TO DO: What's required is a verbatim printout of all the data.

MATERIAL PROVIDED:
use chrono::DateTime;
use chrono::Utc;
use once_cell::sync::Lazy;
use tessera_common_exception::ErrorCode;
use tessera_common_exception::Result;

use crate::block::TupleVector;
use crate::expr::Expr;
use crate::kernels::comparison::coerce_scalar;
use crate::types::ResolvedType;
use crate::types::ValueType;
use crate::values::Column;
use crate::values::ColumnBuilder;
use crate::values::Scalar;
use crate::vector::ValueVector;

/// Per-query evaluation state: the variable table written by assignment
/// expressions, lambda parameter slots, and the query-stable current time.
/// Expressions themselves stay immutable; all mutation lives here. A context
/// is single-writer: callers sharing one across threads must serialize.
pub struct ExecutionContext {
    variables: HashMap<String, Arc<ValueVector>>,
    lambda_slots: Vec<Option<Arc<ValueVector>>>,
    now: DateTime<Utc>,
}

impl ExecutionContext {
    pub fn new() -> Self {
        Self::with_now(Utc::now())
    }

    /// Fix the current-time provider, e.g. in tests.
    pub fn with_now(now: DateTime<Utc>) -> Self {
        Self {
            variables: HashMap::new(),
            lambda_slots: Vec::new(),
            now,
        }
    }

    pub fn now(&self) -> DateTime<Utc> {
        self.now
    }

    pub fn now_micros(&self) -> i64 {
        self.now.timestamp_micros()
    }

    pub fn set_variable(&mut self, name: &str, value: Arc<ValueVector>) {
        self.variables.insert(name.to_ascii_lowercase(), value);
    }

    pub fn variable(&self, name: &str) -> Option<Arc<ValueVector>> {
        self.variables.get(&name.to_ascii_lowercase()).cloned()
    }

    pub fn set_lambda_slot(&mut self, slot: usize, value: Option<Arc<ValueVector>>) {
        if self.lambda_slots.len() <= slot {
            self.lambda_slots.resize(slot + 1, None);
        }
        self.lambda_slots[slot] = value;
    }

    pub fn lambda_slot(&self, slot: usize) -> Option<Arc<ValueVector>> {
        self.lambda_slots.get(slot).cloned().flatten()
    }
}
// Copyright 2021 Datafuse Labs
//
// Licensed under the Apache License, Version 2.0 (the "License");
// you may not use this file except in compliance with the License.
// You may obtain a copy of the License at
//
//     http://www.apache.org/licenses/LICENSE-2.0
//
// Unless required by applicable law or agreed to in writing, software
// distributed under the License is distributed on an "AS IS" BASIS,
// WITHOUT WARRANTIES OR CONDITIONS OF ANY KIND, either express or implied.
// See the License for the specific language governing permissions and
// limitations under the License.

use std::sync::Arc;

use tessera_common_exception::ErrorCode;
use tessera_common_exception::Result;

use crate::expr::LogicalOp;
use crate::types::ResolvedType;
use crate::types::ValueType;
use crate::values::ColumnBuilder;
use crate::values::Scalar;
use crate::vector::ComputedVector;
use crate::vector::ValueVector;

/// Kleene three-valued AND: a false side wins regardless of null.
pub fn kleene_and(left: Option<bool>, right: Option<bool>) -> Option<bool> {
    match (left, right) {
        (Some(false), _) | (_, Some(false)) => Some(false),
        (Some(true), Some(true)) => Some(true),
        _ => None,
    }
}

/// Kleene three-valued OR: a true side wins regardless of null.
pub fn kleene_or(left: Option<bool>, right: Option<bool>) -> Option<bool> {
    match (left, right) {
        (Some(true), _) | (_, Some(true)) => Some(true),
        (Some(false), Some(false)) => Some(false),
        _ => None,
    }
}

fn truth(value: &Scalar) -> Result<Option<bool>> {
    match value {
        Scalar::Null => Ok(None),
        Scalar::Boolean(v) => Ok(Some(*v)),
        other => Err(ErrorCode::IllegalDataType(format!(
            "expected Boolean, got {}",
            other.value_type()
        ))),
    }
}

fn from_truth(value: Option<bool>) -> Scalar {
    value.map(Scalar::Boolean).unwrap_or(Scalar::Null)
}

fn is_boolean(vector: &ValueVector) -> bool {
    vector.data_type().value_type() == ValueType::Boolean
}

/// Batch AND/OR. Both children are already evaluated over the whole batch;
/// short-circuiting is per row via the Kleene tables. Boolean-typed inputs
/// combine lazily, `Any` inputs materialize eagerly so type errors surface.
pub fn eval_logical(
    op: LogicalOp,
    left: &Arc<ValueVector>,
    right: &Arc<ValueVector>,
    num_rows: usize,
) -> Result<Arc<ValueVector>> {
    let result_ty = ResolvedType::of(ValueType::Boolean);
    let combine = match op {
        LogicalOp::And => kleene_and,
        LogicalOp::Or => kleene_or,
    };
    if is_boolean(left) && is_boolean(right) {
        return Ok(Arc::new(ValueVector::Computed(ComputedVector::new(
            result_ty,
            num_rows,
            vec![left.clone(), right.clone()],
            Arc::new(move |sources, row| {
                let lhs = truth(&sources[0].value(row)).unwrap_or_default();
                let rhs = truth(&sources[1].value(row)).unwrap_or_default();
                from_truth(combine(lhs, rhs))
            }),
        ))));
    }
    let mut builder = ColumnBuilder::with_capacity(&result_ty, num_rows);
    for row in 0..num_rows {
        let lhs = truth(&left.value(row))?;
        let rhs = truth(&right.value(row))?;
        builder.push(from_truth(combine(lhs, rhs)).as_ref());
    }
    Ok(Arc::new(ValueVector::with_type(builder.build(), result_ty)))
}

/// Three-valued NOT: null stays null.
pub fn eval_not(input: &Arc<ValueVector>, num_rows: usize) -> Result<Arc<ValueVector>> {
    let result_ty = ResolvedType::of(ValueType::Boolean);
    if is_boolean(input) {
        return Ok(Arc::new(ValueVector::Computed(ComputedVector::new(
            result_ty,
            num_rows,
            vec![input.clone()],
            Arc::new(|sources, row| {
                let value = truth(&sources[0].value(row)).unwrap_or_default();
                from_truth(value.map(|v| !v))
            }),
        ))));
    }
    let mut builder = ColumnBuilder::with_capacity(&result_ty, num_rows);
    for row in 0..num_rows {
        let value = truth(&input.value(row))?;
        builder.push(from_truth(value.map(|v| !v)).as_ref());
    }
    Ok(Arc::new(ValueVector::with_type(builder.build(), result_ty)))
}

EXERCISE ANSWER:
use chrono::DateTime;
use chrono::Utc;
use once_cell::sync::Lazy;
use tessera_common_exception::ErrorCode;
use tessera_common_exception::Result;

use crate::block::TupleVector;
use crate::expr::Expr;
use crate::kernels::comparison::coerce_scalar;
use crate::types::ResolvedType;
use crate::types::ValueType;
use crate::values::Column;
use crate::values::ColumnBuilder;
use crate::values::Scalar;
use crate::vector::ValueVector;

/// Per-query evaluation state: the variable table written by assignment
/// expressions, lambda parameter slots, and the query-stable current time.
/// Expressions themselves stay immutable; all mutation lives here. A context
/// is single-writer: callers sharing one across threads must serialize.
pub struct ExecutionContext {
    variables: HashMap<String, Arc<ValueVector>>,
    lambda_slots: Vec<Option<Arc<ValueVector>>>,
    now: DateTime<Utc>,
}

impl ExecutionContext {
    pub fn new() -> Self {
        Self::with_now(Utc::now())
    }

    /// Fix the current-time provider, e.g. in tests.
    pub fn with_now(now: DateTime<Utc>) -> Self {
        Self {
            variables: HashMap::new(),
            lambda_slots: Vec::new(),
            now,
        }
    }

    pub fn now(&self) -> DateTime<Utc> {
        self.now
    }

    pub fn now_micros(&self) -> i64 {
        self.now.timestamp_micros()
    }

    pub fn set_variable(&mut self, name: &str, value: Arc<ValueVector>) {
        self.variables.insert(name.to_ascii_lowercase(), value);
    }

    pub fn variable(&self, name: &str) -> Option<Arc<ValueVector>> {
        self.variables.get(&name.to_ascii_lowercase()).cloned()
    }

    pub fn set_lambda_slot(&mut self, slot: usize, value: Option<Arc<ValueVector>>) {
        if self.lambda_slots.len() <= slot {
            self.lambda_slots.resize(slot + 1, None);
        }
        self.lambda_slots[slot] = value;
    }

    pub fn lambda_slot(&self, slot: usize) -> Option<Arc<ValueVector>> {
        self.lambda_slots.get(slot).cloned().flatten()
    }
}
// Copyright 2021 Datafuse Labs
//
// Licensed under the Apache License, Version 2.0 (the "License");
// you may not use this file except in compliance with the License.
// You may obtain a copy of the License at
//
//     http://www.apache.org/licenses/LICENSE-2.0
//
// Unless required by applicable law or agreed to in writing, software
// distributed under the License is distributed on an "AS IS" BASIS,
// WITHOUT WARRANTIES OR CONDITIONS OF ANY KIND, either express or implied.
// See the License for the specific language governing permissions and
// limitations under the License.

use std::sync::Arc;

use tessera_common_exception::ErrorCode;
use tessera_common_exception::Result;

use crate::expr::LogicalOp;
use crate::types::ResolvedType;
use crate::types::ValueType;
use crate::values::ColumnBuilder;
use crate::values::Scalar;
use crate::vector::ComputedVector;
use crate::vector::ValueVector;

/// Kleene three-valued AND: a false side wins regardless of null.
pub fn kleene_and(left: Option<bool>, right: Option<bool>) -> Option<bool> {
    match (left, right) {
        (Some(false), _) | (_, Some(false)) => Some(false),
        (Some(true), Some(true)) => Some(true),
        _ => None,
    }
}

/// Kleene three-valued OR: a true side wins regardless of null.
pub fn kleene_or(left: Option<bool>, right: Option<bool>) -> Option<bool> {
    match (left, right) {
        (Some(true), _) | (_, Some(true)) => Some(true),
        (Some(false), Some(false)) => Some(false),
        _ => None,
    }
}

fn truth(value: &Scalar) -> Result<Option<bool>> {
    match value {
        Scalar::Null => Ok(None),
        Scalar::Boolean(v) => Ok(Some(*v)),
        other => Err(ErrorCode::IllegalDataType(format!(
            "expected Boolean, got {}",
            other.value_type()
        ))),
    }
}

fn from_truth(value: Option<bool>) -> Scalar {
    value.map(Scalar::Boolean).unwrap_or(Scalar::Null)
}

fn is_boolean(vector: &ValueVector) -> bool {
    vector.data_type().value_type() == ValueType::Boolean
}

/// Batch AND/OR. Both children are already evaluated over the whole batch;
/// short-circuiting is per row via the Kleene tables. Boolean-typed inputs
/// combine lazily, `Any` inputs materialize eagerly so type errors surface.
pub fn eval_logical(
    op: LogicalOp,
    left: &Arc<ValueVector>,
    right: &Arc<ValueVector>,
    num_rows: usize,
) -> Result<Arc<ValueVector>> {
    let result_ty = ResolvedType::of(ValueType::Boolean);
    let combine = match op {
        LogicalOp::And => kleene_and,
        LogicalOp::Or => kleene_or,
    };
    if is_boolean(left) && is_boolean(right) {
        return Ok(Arc::new(ValueVector::Computed(ComputedVector::new(
            result_ty,
            num_rows,
            vec![left.clone(), right.clone()],
            Arc::new(move |sources, row| {
                let lhs = truth(&sources[0].value(row)).unwrap_or_default();
                let rhs = truth(&sources[1].value(row)).unwrap_or_default();
                from_truth(combine(lhs, rhs))
            }),
        ))));
    }
    let mut builder = ColumnBuilder::with_capacity(&result_ty, num_rows);
    for row in 0..num_rows {
        let lhs = truth(&left.value(row))?;
        let rhs = truth(&right.value(row))?;
        builder.push(from_truth(combine(lhs, rhs)).as_ref());
    }
    Ok(Arc::new(ValueVector::with_type(builder.build(), result_ty)))
}

/// Three-valued NOT: null stays null.
pub fn eval_not(input: &Arc<ValueVector>, num_rows: usize) -> Result<Arc<ValueVector>> {
    let result_ty = ResolvedType::of(ValueType::Boolean);
    if is_boolean(input) {
        return Ok(Arc::new(ValueVector::Computed(ComputedVector::new(
            result_ty,
            num_rows,
            vec![input.clone()],
            Arc::new(|sources, row| {
                let value = truth(&sources[0].value(row)).unwrap_or_default();
                from_truth(value.map(|v| !v))
            }),
        ))));
    }
    let mut builder = ColumnBuilder::with_capacity(&result_ty, num_rows);
    for row in 0..num_rows {
        let value = truth(&input.value(row))?;
        builder.push(from_truth(value.map(|v| !v)).as_ref());
    }
    Ok(Arc::new(ValueVector::with_type(builder.build(), result_ty)))
}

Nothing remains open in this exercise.